*Data extracts*:
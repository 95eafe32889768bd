//! Materials, textures, images and world settings

use std::path::PathBuf;

use serde::{Deserialize, Serialize};

use super::ImageHandle;
use crate::foundation::math::Vec3;

/// Texture bound to a material slot
#[derive(Debug, Clone, PartialEq)]
pub enum Texture {
    /// Image texture; the image may be unset
    Image(Option<ImageHandle>),
    /// Any non-image texture (procedural etc.), ignored on export
    Other(String),
}

/// Surface material
#[derive(Debug, Clone, PartialEq)]
pub struct Material {
    /// Display name
    pub name: String,
    /// Diffuse colour (linear RGB)
    pub diffuse_color: Vec3,
    /// Amount of world ambient light received
    pub ambient: f32,
    /// Emission intensity
    pub emit: f32,
    /// Whether per-face UV images override the material textures
    pub use_face_texture: bool,
    /// Texture slots in priority order; empty slots are `None`
    pub texture_slots: Vec<Option<Texture>>,
}

impl Default for Material {
    fn default() -> Self {
        Self {
            name: String::new(),
            diffuse_color: Vec3::new(0.8, 0.8, 0.8),
            ambient: 1.0,
            emit: 0.0,
            use_face_texture: false,
            texture_slots: Vec::new(),
        }
    }
}

impl Material {
    /// Create a material with default properties
    pub fn new(name: impl Into<String>) -> Self {
        Self {
            name: name.into(),
            ..Default::default()
        }
    }

    /// Builder pattern: set diffuse colour
    pub fn with_diffuse(mut self, color: Vec3) -> Self {
        self.diffuse_color = color;
        self
    }

    /// Builder pattern: append an image texture slot
    pub fn with_image_texture(mut self, image: ImageHandle) -> Self {
        self.texture_slots.push(Some(Texture::Image(Some(image))));
        self
    }

    /// First slot holding an image texture with an image assigned
    pub fn image_texture(&self) -> Option<ImageHandle> {
        self.texture_slots.iter().flatten().find_map(|texture| match texture {
            Texture::Image(image) => *image,
            Texture::Other(_) => None,
        })
    }
}

/// Image referenced by textures
#[derive(Debug, Clone, PartialEq, Eq, Serialize, Deserialize)]
pub struct Image {
    /// Display name
    pub name: String,
    /// Stored file path; a leading `//` means relative to the scene file
    pub filepath: PathBuf,
}

impl Image {
    /// Create an image record
    pub fn new(name: impl Into<String>, filepath: impl Into<PathBuf>) -> Self {
        Self {
            name: name.into(),
            filepath: filepath.into(),
        }
    }
}

/// Scene-wide lighting settings
#[derive(Debug, Clone, PartialEq)]
pub struct World {
    /// Ambient light colour
    pub ambient_color: Vec3,
}

impl Default for World {
    fn default() -> Self {
        Self {
            ambient_color: Vec3::zeros(),
        }
    }
}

*Task prompt*:
Write out the records above again, keeping each one identical to the original.

*Answer to the exercise*:
repository 95eafe32889768bd
//! Materials, textures, images and world settings

use std::path::PathBuf;

use serde::{Deserialize, Serialize};

use super::ImageHandle;
use crate::foundation::math::Vec3;

/// Texture bound to a material slot
#[derive(Debug, Clone, PartialEq)]
pub enum Texture {
    /// Image texture; the image may be unset
    Image(Option<ImageHandle>),
    /// Any non-image texture (procedural etc.), ignored on export
    Other(String),
}

/// Surface material
#[derive(Debug, Clone, PartialEq)]
pub struct Material {
    /// Display name
    pub name: String,
    /// Diffuse colour (linear RGB)
    pub diffuse_color: Vec3,
    /// Amount of world ambient light received
    pub ambient: f32,
    /// Emission intensity
    pub emit: f32,
    /// Whether per-face UV images override the material textures
    pub use_face_texture: bool,
    /// Texture slots in priority order; empty slots are `None`
    pub texture_slots: Vec<Option<Texture>>,
}

impl Default for Material {
    fn default() -> Self {
        Self {
            name: String::new(),
            diffuse_color: Vec3::new(0.8, 0.8, 0.8),
            ambient: 1.0,
            emit: 0.0,
            use_face_texture: false,
            texture_slots: Vec::new(),
        }
    }
}

impl Material {
    /// Create a material with default properties
    pub fn new(name: impl Into<String>) -> Self {
        Self {
            name: name.into(),
            ..Default::default()
        }
    }

    /// Builder pattern: set diffuse colour
    pub fn with_diffuse(mut self, color: Vec3) -> Self {
        self.diffuse_color = color;
        self
    }

    /// Builder pattern: append an image texture slot
    pub fn with_image_texture(mut self, image: ImageHandle) -> Self {
        self.texture_slots.push(Some(Texture::Image(Some(image))));
        self
    }

    /// First slot holding an image texture with an image assigned
    pub fn image_texture(&self) -> Option<ImageHandle> {
        self.texture_slots.iter().flatten().find_map(|texture| match texture {
            Texture::Image(image) => *image,
            Texture::Other(_) => None,
        })
    }
}

/// Image referenced by textures
#[derive(Debug, Clone, PartialEq, Eq, Serialize, Deserialize)]
pub struct Image {
    /// Display name
    pub name: String,
    /// Stored file path; a leading `//` means relative to the scene file
    pub filepath: PathBuf,
}

impl Image {
    /// Create an image record
    pub fn new(name: impl Into<String>, filepath: impl Into<PathBuf>) -> Self {
        Self {
            name: name.into(),
            filepath: filepath.into(),
        }
    }
}

/// Scene-wide lighting settings
#[derive(Debug, Clone, PartialEq)]
pub struct World {
    /// Ambient light colour
    pub ambient_color: Vec3,
}

impl Default for World {
    fn default() -> Self {
        Self {
            ambient_color: Vec3::zeros(),
        }
    }
}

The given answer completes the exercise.